The claim was for Google failing to provide adequate information on its data consent policies, with Google’s terms often pre-checked by default
France’s highest administrative authority on Friday dismissed a challenge by Google against a fine of €50m for failing to provide adequate information on its data consent policies.
The fine was imposed in 2019 by France’s data watchdog, the CNIL.
It found at the time that Google made it too difficult for users to understand and manage preferences on how their personal information is used, in particular with regards to targeted advertising.
Its ruling applied principles enshrined in the EU’s strict new General Data Protection Regulation (GDPR). Google then appealed. But on Friday, the council of state, a French government body that is also the court of last resort for matters of administrative justice, confirmed the CNIL ruling.
It agreed that the information Google provides to users “does not meet the requirements of clarity and accessibility required by the GDPR” even when the nature and volume of data collected is “particularly intrusive”.
The council said the CNIL’s record fine is not disproportionate “given the particular seriousness of the breaches committed; their continuous nature and duration; the ceilings provided for by the GDPR (up to 4% of turnover); and Google’s financial situation”.
In a statement, Google said it will “now examine the changes we need to make”.
The matter was brought to the CNIL by two advocacy groups shortly after the landmark GDPR directive came into effect.
One was filed on behalf of some 10,000 signatories by France’s Quadrature du Net group, and the other by None Of Your Business non-profit, created by the Austrian privacy activist Max Schrems.
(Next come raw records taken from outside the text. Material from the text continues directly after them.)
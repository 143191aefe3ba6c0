use std::path::Path;
use std::str::FromStr;

use anyhow::{anyhow, Context, Result};
use serde::{Deserialize, Serialize};
use solana_client::nonblocking::rpc_client::RpcClient;
use solana_sdk::{commitment_config::CommitmentConfig, pubkey::Pubkey};
use tokio::time::Duration;

pub const DEFAULT_REFRESH_INTERVAL_SECS: u64 = 10;
pub const DEFAULT_BURN_INTERVAL_SECS: u64 = 300;
pub const DEFAULT_BURN_CACHE_TTL_SECS: u64 = 300;
pub const DEFAULT_SIGNATURE_PAGE_SIZE: usize = 1_000;
pub const DEFAULT_TRANSACTION_BATCH_SIZE: usize = 25;

/// Upper bound the RPC enforces on one signature page.
pub const MAX_SIGNATURE_PAGE_SIZE: usize = 1_000;

#[derive(Clone, Debug, PartialEq, Eq, Serialize, Deserialize)]
#[serde(try_from = "String", into = "String")]
pub enum Cluster {
    Localnet,
    Mainnet,
    Devnet,
    Testnet,
    Custom(String),
}

impl Cluster {
    pub fn rpc_url(&self) -> String {
        match self {
            Cluster::Localnet => "http://127.0.0.1:8899".to_string(),
            Cluster::Mainnet => "https://api.mainnet-beta.solana.com".to_string(),
            Cluster::Devnet => "https://api.devnet.solana.com".to_string(),
            Cluster::Testnet => "https://api.testnet.solana.com".to_string(),
            Cluster::Custom(url) => url.clone(),
        }
    }
}

impl FromStr for Cluster {
    type Err = String;

    fn from_str(s: &str) -> Result<Self, Self::Err> {
        match s {
            "l" | "localnet" => Ok(Cluster::Localnet),
            "m" | "mainnet" => Ok(Cluster::Mainnet),
            "d" | "devnet" => Ok(Cluster::Devnet),
            "t" | "testnet" => Ok(Cluster::Testnet),
            s if s.starts_with("http://") || s.starts_with("https://") => Ok(Cluster::Custom(s.to_string())),
            _ => Err(format!(
                "Invalid cluster value: '{}'. Use l, m, d, t, or a valid RPC URL (http:// or https://)",
                s
            )),
        }
    }
}

impl TryFrom<String> for Cluster {
    type Error = String;

    fn try_from(value: String) -> Result<Self, Self::Error> {
        value.parse()
    }
}

impl From<Cluster> for String {
    fn from(cluster: Cluster) -> Self {
        match cluster {
            Cluster::Localnet => "localnet".to_string(),
            Cluster::Mainnet => "mainnet".to_string(),
            Cluster::Devnet => "devnet".to_string(),
            Cluster::Testnet => "testnet".to_string(),
            Cluster::Custom(url) => url,
        }
    }
}

/// Runtime settings for the mirror and the burn pipeline.
#[derive(Clone, Debug, PartialEq, Eq, Serialize, Deserialize)]
#[serde(rename_all = "camelCase", default)]
pub struct MirrorConfig {
    pub cluster: Cluster,
    pub refresh_interval_secs: u64,
    pub burn_interval_secs: u64,
    pub burn_cache_ttl_secs: u64,
    pub signature_page_size: usize,
    pub transaction_batch_size: usize,
    /// Base58 owners whose unstakes are left out of burn totals.
    pub excluded_owners: Vec<String>,
    /// Rebuild network weight from a program-wide scan when the counter looks stale.
    pub reconcile_network_weight: bool,
}

impl Default for MirrorConfig {
    fn default() -> Self {
        Self {
            cluster: Cluster::Mainnet,
            refresh_interval_secs: DEFAULT_REFRESH_INTERVAL_SECS,
            burn_interval_secs: DEFAULT_BURN_INTERVAL_SECS,
            burn_cache_ttl_secs: DEFAULT_BURN_CACHE_TTL_SECS,
            signature_page_size: DEFAULT_SIGNATURE_PAGE_SIZE,
            transaction_batch_size: DEFAULT_TRANSACTION_BATCH_SIZE,
            excluded_owners: Vec::new(),
            reconcile_network_weight: true,
        }
    }
}

impl MirrorConfig {
    pub fn load(path: impl AsRef<Path>) -> Result<Self> {
        let path = path.as_ref();
        let raw = std::fs::read_to_string(path)
            .with_context(|| format!("Failed to read config file {}", path.display()))?;
        Self::from_json(&raw)
    }

    pub fn from_json(raw: &str) -> Result<Self> {
        let config: MirrorConfig = serde_json::from_str(raw)
            .map_err(|e| anyhow!("Invalid mirror config: {}", e))?;
        config.validate()?;
        Ok(config)
    }

    pub fn validate(&self) -> Result<()> {
        if self.signature_page_size == 0 || self.signature_page_size > MAX_SIGNATURE_PAGE_SIZE {
            return Err(anyhow!(
                "signaturePageSize must be between 1 and {}, got {}",
                MAX_SIGNATURE_PAGE_SIZE,
                self.signature_page_size
            ));
        }
        if self.transaction_batch_size == 0 {
            return Err(anyhow!("transactionBatchSize must be at least 1"));
        }
        if self.refresh_interval_secs == 0 || self.burn_interval_secs == 0 {
            return Err(anyhow!("Refresh intervals must be at least one second"));
        }
        self.excluded_owner_keys()?;
        Ok(())
    }

    pub fn excluded_owner_keys(&self) -> Result<Vec<Pubkey>> {
        self.excluded_owners
            .iter()
            .map(|s| Pubkey::from_str(s).map_err(|e| anyhow!("Invalid excluded owner {}: {}", s, e)))
            .collect()
    }

    /// Nonblocking client for the configured cluster at `confirmed` commitment.
    pub fn rpc_client(&self) -> RpcClient {
        RpcClient::new_with_commitment(self.cluster.rpc_url(), CommitmentConfig::confirmed())
    }

    pub fn refresh_interval(&self) -> Duration {
        Duration::from_secs(self.refresh_interval_secs)
    }

    pub fn burn_interval(&self) -> Duration {
        Duration::from_secs(self.burn_interval_secs)
    }

    pub fn burn_cache_ttl(&self) -> Duration {
        Duration::from_secs(self.burn_cache_ttl_secs)
    }
}

#[cfg(test)]
mod tests {
    use super::*;

    #[test]
    fn test_defaults_from_empty_json() {
        let config = MirrorConfig::from_json("{}").unwrap();
        assert_eq!(config, MirrorConfig::default());
        assert_eq!(config.refresh_interval(), Duration::from_secs(10));
        assert_eq!(config.burn_cache_ttl(), Duration::from_secs(300));
        assert_eq!(config.signature_page_size, 1_000);
        assert_eq!(config.transaction_batch_size, 25);
    }

    #[test]
    fn test_parse_overrides() {
        let owner = Pubkey::new_unique();
        let raw = format!(
            r#"{{"cluster":"d","transactionBatchSize":5,"excludedOwners":["{}"],"reconcileNetworkWeight":false}}"#,
            owner
        );
        let config = MirrorConfig::from_json(&raw).unwrap();
        assert_eq!(config.cluster, Cluster::Devnet);
        assert_eq!(config.transaction_batch_size, 5);
        assert_eq!(config.excluded_owner_keys().unwrap(), vec![owner]);
        assert!(!config.reconcile_network_weight);
    }

    #[test]
    fn test_rejects_bad_values() {
        assert!(MirrorConfig::from_json(r#"{"signaturePageSize":0}"#).is_err());
        assert!(MirrorConfig::from_json(r#"{"signaturePageSize":5000}"#).is_err());
        assert!(MirrorConfig::from_json(r#"{"excludedOwners":["not-a-key"]}"#).is_err());
        assert!(MirrorConfig::from_json(r#"{"cluster":"x"}"#).is_err());
    }

    #[test]
    fn test_cluster_round_trip() {
        let custom = Cluster::from_str("https://rpc.example.org").unwrap();
        assert_eq!(custom.rpc_url(), "https://rpc.example.org");
        let json = serde_json::to_string(&custom).unwrap();
        assert_eq!(serde_json::from_str::<Cluster>(&json).unwrap(), custom);
        assert_eq!(Cluster::from_str("m").unwrap().rpc_url(), "https://api.mainnet-beta.solana.com");
    }
}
Schrems had accused Google of securing “forced consent” via its Android mobile operating software through the use of pop-up boxes online or on its apps, which imply that its services will not be available unless the conditions of use are accepted.
The CNIL noted in its ruling that details on how long a person’s data can be kept and what it is used for were spread over several different web pages. Modifying a user’s data preferences required clicking through a variety of pages such as “More Options”, and often the choices to accept Google’s terms were pre-checked by default.
It is not the first time the regulator had taken Google to task.
In 2014 it fined the company €150,000 — the maximum possible at the time — for failing to comply with privacy guidelines. And in 2016 it imposed a €100,000 penalty over non-compliance with the EU’s “right to be forgotten” rule which allows people to request having references to them removed from search results.